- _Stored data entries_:
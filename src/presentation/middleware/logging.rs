//! Request Tracing Middleware

use axum::{body::Body, http::Request};
use tower_http::{
    classify::{ServerErrorsAsFailures, SharedClassifier},
    trace::{DefaultOnRequest, DefaultOnResponse, MakeSpan, TraceLayer},
};
use tracing::{Level, Span};

/// Span per request carrying method and path.
#[derive(Debug, Clone, Copy, Default)]
pub struct RequestSpan;

impl MakeSpan<Body> for RequestSpan {
    fn make_span(&mut self, request: &Request<Body>) -> Span {
        tracing::info_span!(
            "http_request",
            method = %request.method(),
            path = %request.uri().path(),
        )
    }
}

/// Create the HTTP trace layer
pub fn create_trace_layer(
) -> TraceLayer<SharedClassifier<ServerErrorsAsFailures>, RequestSpan> {
    TraceLayer::new_for_http()
        .make_span_with(RequestSpan)
        .on_request(DefaultOnRequest::new().level(Level::DEBUG))
        .on_response(DefaultOnResponse::new().level(Level::INFO))
}
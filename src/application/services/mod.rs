//! Application Services
//!
//! Use cases that coordinate domain operations.
//!
//! ## Available Services
//!
//! - **UserService**: registration and profile management
//! - **BlockService**: blocking and unblocking users
//! - **LikeService**: likes on posts and comments
//! - **PostService**: posts and comments on them

pub mod block_service;
pub mod like_service;
pub mod post_service;
pub mod user_service;

// Re-export user service types
pub use user_service::{RegisterUserDto, UpdateProfileDto, UserDto, UserService, UserServiceImpl};

// Re-export block service types
pub use block_service::{BlockService, BlockServiceImpl, BlockedUserDto};

// Re-export like service types
pub use like_service::{LikeDto, LikeRepositories, LikeService, LikeServiceImpl};

// Re-export post service types
pub use post_service::{
    CommentDto, CreateCommentDto, CreatePostDto, PostDto, PostService, PostServiceImpl,
};
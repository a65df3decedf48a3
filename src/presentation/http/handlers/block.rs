//! Block Handlers

use axum::{
    extract::{Path, State},
    http::StatusCode,
    Json,
};

use crate::application::dto::BlockUserRequest;
use crate::application::services::BlockedUserDto;
use crate::shared::error::AppError;
use crate::startup::AppState;

use crate::presentation::http::extractors::JsonBody;

/// `POST /api/v1/users/{id}/blocks`
pub async fn block_user(
    State(state): State<AppState>,
    Path(blocker_id): Path<String>,
    JsonBody(body): JsonBody<BlockUserRequest>,
) -> Result<(StatusCode, Json<BlockedUserDto>), AppError> {
    let block = state
        .blocks
        .block_user(&blocker_id, body.blocked_id()?)
        .await?;
    Ok((StatusCode::CREATED, Json(block)))
}

/// `DELETE /api/v1/users/{id}/blocks/{blocked_id}`
pub async fn unblock_user(
    State(state): State<AppState>,
    Path((blocker_id, blocked_id)): Path<(String, String)>,
) -> Result<StatusCode, AppError> {
    state.blocks.unblock_user(&blocker_id, &blocked_id).await?;
    Ok(StatusCode::NO_CONTENT)
}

- _Problem requirements_:
Your task is to restate all of the records above word for word.

- _Answer area_:
filename src/presentation/middleware/logging.rs
//! Request Tracing Middleware

use axum::{body::Body, http::Request};
use tower_http::{
    classify::{ServerErrorsAsFailures, SharedClassifier},
    trace::{DefaultOnRequest, DefaultOnResponse, MakeSpan, TraceLayer},
};
use tracing::{Level, Span};

/// Span per request carrying method and path.
#[derive(Debug, Clone, Copy, Default)]
pub struct RequestSpan;

impl MakeSpan<Body> for RequestSpan {
    fn make_span(&mut self, request: &Request<Body>) -> Span {
        tracing::info_span!(
            "http_request",
            method = %request.method(),
            path = %request.uri().path(),
        )
    }
}

/// Create the HTTP trace layer
pub fn create_trace_layer(
) -> TraceLayer<SharedClassifier<ServerErrorsAsFailures>, RequestSpan> {
    TraceLayer::new_for_http()
        .make_span_with(RequestSpan)
        .on_request(DefaultOnRequest::new().level(Level::DEBUG))
        .on_response(DefaultOnResponse::new().level(Level::INFO))
}
filename src/application/services/mod.rs
//! Application Services
//!
//! Use cases that coordinate domain operations.
//!
//! ## Available Services
//!
//! - **UserService**: registration and profile management
//! - **BlockService**: blocking and unblocking users
//! - **LikeService**: likes on posts and comments
//! - **PostService**: posts and comments on them

pub mod block_service;
pub mod like_service;
pub mod post_service;
pub mod user_service;

// Re-export user service types
pub use user_service::{RegisterUserDto, UpdateProfileDto, UserDto, UserService, UserServiceImpl};

// Re-export block service types
pub use block_service::{BlockService, BlockServiceImpl, BlockedUserDto};

// Re-export like service types
pub use like_service::{LikeDto, LikeRepositories, LikeService, LikeServiceImpl};

// Re-export post service types
pub use post_service::{
    CommentDto, CreateCommentDto, CreatePostDto, PostDto, PostService, PostServiceImpl,
};
repository a65df3decedf48a3
filename src/presentation/http/handlers/block.rs
//! Block Handlers

use axum::{
    extract::{Path, State},
    http::StatusCode,
    Json,
};

use crate::application::dto::BlockUserRequest;
use crate::application::services::BlockedUserDto;
use crate::shared::error::AppError;
use crate::startup::AppState;

use crate::presentation::http::extractors::JsonBody;

/// `POST /api/v1/users/{id}/blocks`
pub async fn block_user(
    State(state): State<AppState>,
    Path(blocker_id): Path<String>,
    JsonBody(body): JsonBody<BlockUserRequest>,
) -> Result<(StatusCode, Json<BlockedUserDto>), AppError> {
    let block = state
        .blocks
        .block_user(&blocker_id, body.blocked_id()?)
        .await?;
    Ok((StatusCode::CREATED, Json(block)))
}

/// `DELETE /api/v1/users/{id}/blocks/{blocked_id}`
pub async fn unblock_user(
    State(state): State<AppState>,
    Path((blocker_id, blocked_id)): Path<(String, String)>,
) -> Result<StatusCode, AppError> {
    state.blocks.unblock_user(&blocker_id, &blocked_id).await?;
    Ok(StatusCode::NO_CONTENT)
}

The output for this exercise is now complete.